Abstract: PO2078
Pediatric vs. Adult Ambulatory Blood Pressure Monitoring (ABPM) Criteria for the Diagnosis of Hypertension (HTN) and Detection of Left Ventricular Hypertrophy (LVH) in Adolescents
Session Information
- Hypertension and CVD: Epidemiology, Risk Factors, and Prevention
October 22, 2020 | Location: On-Demand
Abstract Time: 10:00 AM - 12:00 PM
Category: Hypertension and CVD
- 1401 Hypertension and CVD: Epidemiology, Risk Factors, and Prevention
Authors
- Merchant, Kumail, Cohen Children's Medical Center, Queens, New York, United States
- Shah, Paras P., Donald and Barbara Zucker School of Medicine at Hofstra/Northwell, Hempstead, New York, United States
- Singer, Pamela, Cohen Children's Medical Center, Queens, New York, United States
- Castellanos, Laura J., Cohen Children's Medical Center, Queens, New York, United States
- Sethna, Christine B., Cohen Children's Medical Center, Queens, New York, United States
Background
Normative values for clinic blood pressure (BP) measurements in adolescents were recently updated to align with adult HTN guidelines (CPG 2017). However, the most widely accepted pediatric normative values used to diagnose HTN by ABPM criteria have not been updated. The objective of this study was to compare pediatric ABPM criteria (pHTN) vs. adult ABPM criteria (aHTN) for the diagnosis of HTN and detection of LVH in adolescents.
Methods
ABPM and ECHO reports from adolescents age 13-21 years performed from 2015-2019 at a single center were analyzed.
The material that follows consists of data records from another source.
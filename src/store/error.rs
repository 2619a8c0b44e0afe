//! Store Errors
//!
//! Error types for aggregate store operations.

/// Errors that can occur in the aggregate store
#[derive(Debug, thiserror::Error)]
pub enum StoreError {
    /// Database error
    #[error("Database error: {0}")]
    Database(#[from] sqlx::Error),

    /// Schema migration failed
    #[error("Migration error: {0}")]
    Migration(#[from] sqlx::migrate::MigrateError),

    /// Serialization error
    #[error("Serialization error: {0}")]
    Serialization(#[from] serde_json::Error),

    /// A stored row could not be decoded
    #[error("Corrupt {table} record {id}: {reason}")]
    CorruptRecord {
        table: &'static str,
        id: String,
        reason: String,
    },

    /// A value does not fit the storage column
    #[error("Value out of range for {field}: {value}")]
    ValueOutOfRange { field: &'static str, value: String },

    /// Store temporarily unable to serve the request
    #[error("Store unavailable: {0}")]
    Unavailable(String),
}

impl StoreError {
    pub(crate) fn corrupt(table: &'static str, id: impl ToString, reason: impl ToString) -> Self {
        Self::CorruptRecord {
            table,
            id: id.to_string(),
            reason: reason.to_string(),
        }
    }

    /// Check if retrying the same operation may succeed
    pub fn is_retryable(&self) -> bool {
        matches!(self, StoreError::Database(_) | StoreError::Unavailable(_))
    }
}
//! Domain Error Types
//!
//! Pure domain errors that don't depend on infrastructure.

use thiserror::Error;

use super::AmountError;

/// Validation failures for incoming contract events and their fields.
///
/// These are raised before any store access, so a rejected event never
/// leaves partial state behind.
#[derive(Debug, Error, Clone, PartialEq, Eq)]
pub enum DomainError {
    /// Required field absent from the event record
    #[error("Missing field: {0}")]
    MissingField(&'static str),

    /// Field present but not valid `0x` hex
    #[error("Invalid hex value: {0}")]
    InvalidHex(String),

    /// Amount field could not be parsed or combined
    #[error("Invalid amount for {field}: {source}")]
    InvalidAmount {
        field: &'static str,
        #[source]
        source: AmountError,
    },

    /// Field has the wrong JSON type or range
    #[error("Invalid value for {field}: {reason}")]
    InvalidField { field: &'static str, reason: String },

    /// Event kind not emitted by the payroll contract
    #[error("Unknown event kind: {0}")]
    UnknownKind(String),

    /// Not a `YYYYMM` month bucket
    #[error("Invalid month key: {0}")]
    InvalidMonthKey(String),
}

impl DomainError {
    pub fn invalid_field(field: &'static str, reason: impl Into<String>) -> Self {
        Self::InvalidField {
            field,
            reason: reason.into(),
        }
    }

    /// Check if this error describes a malformed event (missing payee, amount...)
    pub fn is_malformed_event(&self) -> bool {
        !matches!(self, Self::InvalidMonthKey(_))
    }
}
The concordance of HTN diagnosis based on pHTN (AHA 2014) was compared to aHTN from ACC/AHA 2017 (overall BP >125/75mmHg, wake BP >130/80mmHg, sleep BP >110/65mmHg) using Cohen’s kappa statistic. Logistic regression adjusted for body mass index (BMI) z-score and receiver operating curves (ROC) were used to compare the ability of pHTN vs. aHTN to predict LVH (left ventricular mass index [LVMI] >95th%ile reference values and LVMI >51g/m2.7).
Results
Of 306 adolescents (15.9±1.86 years, 73.5% male), 140 (45.8%) had HTN based on pHTN compared to 228 (74.5%) based on aHTN. There was poor agreement in the diagnosis of HTN between pHTN and aHTN (59.3%, N=137, kappa 0.41). 1.0% (N=3) had HTN by pHTN only while 29.7% (N=91) had HTN by aHTN only. Although a higher prevalence of LVH was captured by aHTN only, 9 (5.6%) adolescents who had LVH >95th%ile did not have HTN by either criteria. In logistic regression, adjusted for BMI z-score, there were no significant differences between pHTN and aHTN in the detection of LVH >95th%ile (OR 1.24, CI: 0.66-2.31, p=0.51) or >51g/m2.7 (OR 1.06, CI: 0.47-2.40, p=0.89). ROCs for pHTN were not significant for detecting LVH >95th%ile (0.50, p=0.91) or >51g/m2.7 (0.55, p=0.45). However, the ROC for aHTN was significant for detecting LVH >95th%ile (0.59, p=0.045) but not >51g/m2.7 (0.63, p=0.07).
Conclusion
There is poor concordance between pHTN and aHTN for the diagnosis of HTN in adolescents. aHTN appears to better predict LVH than pHTN, although neither criteria diagnosed all patients who had LVH. A consideration to align the ABPM criteria for the diagnosis of HTN in adolescents with adult guidelines is warranted.